Like tests, benchmarks only run upon request. If we were to run them, the function would be called multiple times for each prescribed input so that its running time could be measured, then the given function (which could have been omitted in this case since it's the identity one) would map inputs to their size and finally a linear regression algorithm would find the best values for the parameters of the model that connects sizes with running times.
The result would be a report that contained the running times in tabular format, or a chart showing how running time changes with size, or the fitted model, or a combination of the above.

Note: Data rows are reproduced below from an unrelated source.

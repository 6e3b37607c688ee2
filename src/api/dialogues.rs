use std::sync::Arc;

use axum::{extract::State, response::Response};
use uuid::Uuid;

use super::extract::{ApiJson, ApiPath, CurrentUser};
use super::{created, ok, AppState};
use crate::dialogue::{self, CreateDialogueRequest, SendMessageRequest};
use crate::error::AppError;

#[axum::debug_handler]
pub async fn create_dialogue(
    State(state): State<Arc<AppState>>,
    CurrentUser(user_id): CurrentUser,
    ApiJson(body): ApiJson<CreateDialogueRequest>,
) -> Result<Response, AppError> {
    let created_dialogue =
        dialogue::create_dialogue(state.store.as_ref(), body.progress_id, user_id).await?;
    Ok(created(created_dialogue))
}

#[axum::debug_handler]
pub async fn send_message(
    State(state): State<Arc<AppState>>,
    CurrentUser(user_id): CurrentUser,
    ApiPath(dialogue_id): ApiPath<Uuid>,
    ApiJson(body): ApiJson<SendMessageRequest>,
) -> Result<Response, AppError> {
    let sent = dialogue::send_message(
        state.store.as_ref(),
        state.tutor.as_ref(),
        &state.dialogue,
        dialogue_id,
        &body.content,
        user_id,
    )
    .await?;
    Ok(ok(sent))
}

#[axum::debug_handler]
pub async fn get_dialogue(
    State(state): State<Arc<AppState>>,
    CurrentUser(user_id): CurrentUser,
    ApiPath(dialogue_id): ApiPath<Uuid>,
) -> Result<Response, AppError> {
    let view =
        dialogue::get_dialogue(state.store.as_ref(), &state.dialogue, dialogue_id, user_id).await?;
    Ok(ok(view))
}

You can read more about automated benchmarks here.
$n is a placeholder similar to _n in Boost.Lambda
or argn in Boost.Phoenix.
(Or x when we say "the function x²+1", if you think about it!) Its type is something on the lines of "function
taking at least n arguments and returning the type of its nth argument" and its value is a projection function
returning the nth of its arguments. It's useful for very succinctly specifying anonymous functions, as long as
they are not nested.
You may have noticed I mentioned logging above, but haven't included any in the example. That's because the only kind of logging that would make sense here would be trace level and probably not even that. The idea is that instrumentation for debug and trace level logging shouldn't intermix with regular code making it difficult to follow its semantics, but rather done centrally, or better yet using the same point-and-click or textual mechanisms used today to add things like e.g. a conditional breakpoint.
For the first option things like logging the entry and exit (including arguments) for a set of functions should be easily implementable using Arcadia's powerful meta-programming capabilities. The second is mostly a debugger issue and it's not clear at the moment whether Arcadia will have its own debugger.